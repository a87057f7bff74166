// Copyright (C) 2024 Ryan Daum <ryan.daum@gmail.com>
//
// This program is free software: you can redistribute it and/or modify it under
// the terms of the GNU General Public License as published by the Free Software
// Foundation, version 3.
//
// This program is distributed in the hope that it will be useful, but WITHOUT
// ANY WARRANTY; without even the implied warranty of MERCHANTABILITY or FITNESS
// FOR A PARTICULAR PURPOSE. See the GNU General Public License for more details.
//
// You should have received a copy of the GNU General Public License along with
// this program. If not, see <https://www.gnu.org/licenses/>.
//

//! The pool facade. Owns the arena arrays for both memory families, hands each thread a
//! cache bound to the least-loaded arenas on first touch, and routes allocate and release
//! through the cache fast path. Families configured with zero arenas fall back to one-off
//! unpooled regions.

use std::cell::{Cell, RefCell};
use std::collections::HashMap;
use std::fmt;
use std::sync::atomic::{AtomicUsize, Ordering};
use std::sync::{Arc, Mutex};

use human_bytes::human_bytes;
use lazy_static::lazy_static;
use tracing::info;

use crate::arena::{Arena, ArenaMetrics};
use crate::cache::{BoundCache, ThreadCache};
use crate::config::PoolConfig;
use crate::region::Region;
use crate::size_class::SizeClasses;
use crate::{BufKind, MAX_BUFFER_CAPACITY, PoolError, PooledBuf};

/// Arena id carried by buffers served outside any arena.
const FALLBACK_ARENA: u32 = u32::MAX;

static NEXT_POOL_ID: AtomicUsize = AtomicUsize::new(0);

thread_local! {
    /// Each thread's caches, one per pool it has touched. Dropping the map at thread exit
    /// drains every cache back to the owning arenas.
    static THREAD_CACHES: RefCell<HashMap<usize, ThreadCache>> = RefCell::new(HashMap::new());
    /// Set by `pin_thread_cache`, read when a cache is first built for this thread.
    static CACHE_PINNED: Cell<bool> = const { Cell::new(false) };
}

lazy_static! {
    /// Process-wide pool built from the default configuration. Prefer constructing a pool
    /// and passing it through explicitly; this exists for the places where that is
    /// impractical.
    pub static ref DEFAULT: BufferPool =
        BufferPool::new(PoolConfig::default()).expect("default pool configuration is valid");
}

struct FallbackSlot {
    region: Region,
    kind: BufKind,
}

#[derive(Default)]
struct FallbackRegions {
    slots: Vec<Option<FallbackSlot>>,
    free: Vec<u32>,
}

impl FallbackRegions {
    fn insert(&mut self, slot: FallbackSlot) -> u32 {
        match self.free.pop() {
            Some(idx) => {
                self.slots[idx as usize] = Some(slot);
                idx
            }
            None => {
                self.slots.push(Some(slot));
                (self.slots.len() - 1) as u32
            }
        }
    }

    fn used_bytes(&self, kind: BufKind) -> i64 {
        self.slots
            .iter()
            .flatten()
            .filter(|s| s.kind == kind)
            .fold(0i64, |acc, s| acc.saturating_add(s.region.len() as i64))
    }
}

pub struct BufferPool {
    id: usize,
    config: PoolConfig,
    heap_arenas: Vec<Arc<Arena>>,
    direct_arenas: Vec<Arc<Arena>>,
    fallback: Mutex<FallbackRegions>,
}

impl BufferPool {
    pub fn new(config: PoolConfig) -> Result<Self, PoolError> {
        config.validate()?;
        let heap_classes = SizeClasses::new(config.page_size, config.max_order, 0);
        let direct_classes = SizeClasses::new(
            config.page_size,
            config.max_order,
            config.direct_memory_cache_alignment,
        );
        let heap_arenas = (0..config.num_heap_arenas)
            .map(|i| Arc::new(Arena::new(i as u32, BufKind::Heap, heap_classes.clone())))
            .collect::<Vec<_>>();
        let direct_arenas = (0..config.num_direct_arenas)
            .map(|i| Arc::new(Arena::new(i as u32, BufKind::Direct, direct_classes.clone())))
            .collect::<Vec<_>>();
        let id = NEXT_POOL_ID.fetch_add(1, Ordering::Relaxed);
        info!(
            heap_arenas = heap_arenas.len(),
            direct_arenas = direct_arenas.len(),
            chunk_size = config.chunk_size(),
            "created buffer pool"
        );
        Ok(Self {
            id,
            config,
            heap_arenas,
            direct_arenas,
            fallback: Mutex::new(FallbackRegions::default()),
        })
    }

    pub fn config(&self) -> &PoolConfig {
        &self.config
    }

    /// Allocate from the configured default family.
    pub fn buffer(&self, req_capacity: usize, max_capacity: usize) -> Result<PooledBuf, PoolError> {
        let kind = if self.config.prefer_direct {
            BufKind::Direct
        } else {
            BufKind::Heap
        };
        self.allocate(kind, req_capacity, max_capacity)
    }

    pub fn allocate(
        &self,
        kind: BufKind,
        req_capacity: usize,
        max_capacity: usize,
    ) -> Result<PooledBuf, PoolError> {
        let arenas = self.arenas_of(kind);
        if arenas.is_empty() {
            return self.allocate_unpooled(kind, req_capacity, max_capacity);
        }
        self.with_thread_cache(|tc| {
            let mut buf = match tc.bound_mut(kind) {
                Some(bound) => {
                    let arena = bound.arena.clone();
                    arena.allocate(Some(bound), req_capacity, max_capacity)?
                }
                // A cache is always bound when the family has arenas; this is belt and
                // braces for a cache that failed to build.
                None => arenas[0].allocate(None, req_capacity, max_capacity)?,
            };
            buf.pool = self.id;
            Ok(buf)
        })
    }

    /// Hand a buffer back. Consumes it: the memory behind it may be reissued the moment this
    /// returns.
    pub fn release(&self, buf: PooledBuf) -> Result<(), PoolError> {
        if buf.data.is_null() {
            return Ok(());
        }
        if buf.pool != self.id {
            return Err(PoolError::HandleInvalid(buf.handle));
        }
        if buf.arena == FALLBACK_ARENA {
            return self.release_unpooled(&buf);
        }
        let arena = self
            .arenas_of(buf.kind)
            .get(buf.arena as usize)
            .cloned()
            .ok_or(PoolError::HandleInvalid(buf.handle))?;
        self.with_thread_cache(|tc| {
            // Only defer into the cache when this thread is bound to the buffer's own
            // arena; otherwise the free goes straight home.
            let bound = tc.bound_mut(buf.kind).filter(|b| b.arena.id == buf.arena);
            arena.free(buf.chunk, buf.handle, buf.offset, buf.max_length, buf.data, bound)
        })
    }

    /// Flag the current thread as cache-worthy for pools configured with
    /// `use_cache_for_all_threads = false`. Takes effect for caches built after the call.
    pub fn pin_thread_cache() {
        CACHE_PINNED.with(|c| c.set(true));
    }

    /// Drop the current thread's cache for this pool, returning everything it holds to the
    /// owning arenas. A later allocation builds a fresh one.
    pub fn free_thread_cache(&self) {
        THREAD_CACHES.with(|cell| {
            cell.borrow_mut().remove(&self.id);
        });
    }

    pub fn metrics(&self) -> PoolMetrics {
        let fallback = self.fallback.lock().unwrap();
        let sum_used = |arenas: &[Arc<Arena>], kind: BufKind| {
            arenas
                .iter()
                .fold(0i64, |acc, a| acc.saturating_add(a.used_bytes()))
                .saturating_add(fallback.used_bytes(kind))
        };
        PoolMetrics {
            heap_arena_count: self.heap_arenas.len(),
            direct_arena_count: self.direct_arenas.len(),
            thread_cache_count: self
                .heap_arenas
                .iter()
                .chain(self.direct_arenas.iter())
                .map(|a| a.num_thread_caches.load(Ordering::Relaxed))
                .sum(),
            used_heap_bytes: sum_used(&self.heap_arenas, BufKind::Heap),
            used_direct_bytes: sum_used(&self.direct_arenas, BufKind::Direct),
            heap_arenas: self.heap_arenas.iter().map(|a| a.metrics()).collect(),
            direct_arenas: self.direct_arenas.iter().map(|a| a.metrics()).collect(),
        }
    }

    fn arenas_of(&self, kind: BufKind) -> &[Arc<Arena>] {
        match kind {
            BufKind::Heap => &self.heap_arenas,
            BufKind::Direct => &self.direct_arenas,
        }
    }

    fn with_thread_cache<R>(&self, f: impl FnOnce(&mut ThreadCache) -> R) -> R {
        THREAD_CACHES.with(|cell| {
            let mut map = cell.borrow_mut();
            let tc = map
                .entry(self.id)
                .or_insert_with(|| self.new_thread_cache());
            f(tc)
        })
    }

    fn new_thread_cache(&self) -> ThreadCache {
        let entitled =
            self.config.use_cache_for_all_threads || CACHE_PINNED.with(|c| c.get());
        let (tiny, small, normal) = if entitled {
            (
                self.config.tiny_cache_size,
                self.config.small_cache_size,
                self.config.normal_cache_size,
            )
        } else {
            (0, 0, 0)
        };
        let bind = |arenas: &[Arc<Arena>]| {
            least_loaded(arenas).map(|a| {
                BoundCache::new(
                    a,
                    tiny,
                    small,
                    normal,
                    self.config.max_cached_buffer_capacity,
                    self.config.cache_trim_interval,
                )
            })
        };
        ThreadCache {
            heap: bind(&self.heap_arenas),
            direct: bind(&self.direct_arenas),
        }
    }

    fn allocate_unpooled(
        &self,
        kind: BufKind,
        req_capacity: usize,
        max_capacity: usize,
    ) -> Result<PooledBuf, PoolError> {
        if req_capacity > max_capacity || max_capacity > MAX_BUFFER_CAPACITY {
            return Err(PoolError::CapacityInvalid {
                requested: req_capacity,
                maximum: max_capacity,
            });
        }
        if req_capacity == 0 {
            let mut buf = PooledBuf::empty(kind);
            buf.pool = self.id;
            return Ok(buf);
        }
        let region = match kind {
            BufKind::Heap => Region::heap(req_capacity),
            BufKind::Direct => Region::direct_anon(req_capacity)?,
        };
        let mut fallback = self.fallback.lock().unwrap();
        let slot = fallback.insert(FallbackSlot { region, kind });
        let data = fallback.slots[slot as usize]
            .as_ref()
            .map(|s| s.region.base_ptr())
            .unwrap_or(std::ptr::null_mut());
        Ok(PooledBuf {
            kind,
            arena: FALLBACK_ARENA,
            chunk: slot,
            handle: 0,
            offset: 0,
            length: req_capacity,
            max_length: req_capacity,
            data,
            pool: self.id,
        })
    }

    fn release_unpooled(&self, buf: &PooledBuf) -> Result<(), PoolError> {
        let mut fallback = self.fallback.lock().unwrap();
        let slot = fallback
            .slots
            .get_mut(buf.chunk as usize)
            .and_then(|s| s.take())
            .ok_or(PoolError::HandleInvalid(buf.handle))?;
        fallback.free.push(buf.chunk);
        drop(slot);
        Ok(())
    }
}

fn least_loaded(arenas: &[Arc<Arena>]) -> Option<Arc<Arena>> {
    arenas
        .iter()
        .min_by_key(|a| a.num_thread_caches.load(Ordering::Relaxed))
        .cloned()
}

/// A point-in-time view of the pool's arenas and caches.
#[derive(Clone, Debug)]
pub struct PoolMetrics {
    pub heap_arena_count: usize,
    pub direct_arena_count: usize,
    /// Live thread caches across all arenas of the pool.
    pub thread_cache_count: usize,
    /// Bytes held by live buffers and pinned pages, saturating.
    pub used_heap_bytes: i64,
    pub used_direct_bytes: i64,
    pub heap_arenas: Vec<ArenaMetrics>,
    pub direct_arenas: Vec<ArenaMetrics>,
}

impl fmt::Display for PoolMetrics {
    fn fmt(&self, f: &mut fmt::Formatter<'_>) -> fmt::Result {
        write!(
            f,
            "{} heap arenas using {}, {} direct arenas using {}, {} thread caches",
            self.heap_arena_count,
            human_bytes(self.used_heap_bytes as f64),
            self.direct_arena_count,
            human_bytes(self.used_direct_bytes as f64),
            self.thread_cache_count,
        )
    }
}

= TASK DIRECTIONS =
Where does the word "PoolConfig" appear in the records above? Return every line that holds it.

= EXERCISE SOLUTION =
use crate::config::PoolConfig;
        BufferPool::new(PoolConfig::default()).expect("default pool configuration is valid");
    config: PoolConfig,
    pub fn new(config: PoolConfig) -> Result<Self, PoolError> {
    pub fn config(&self) -> &PoolConfig {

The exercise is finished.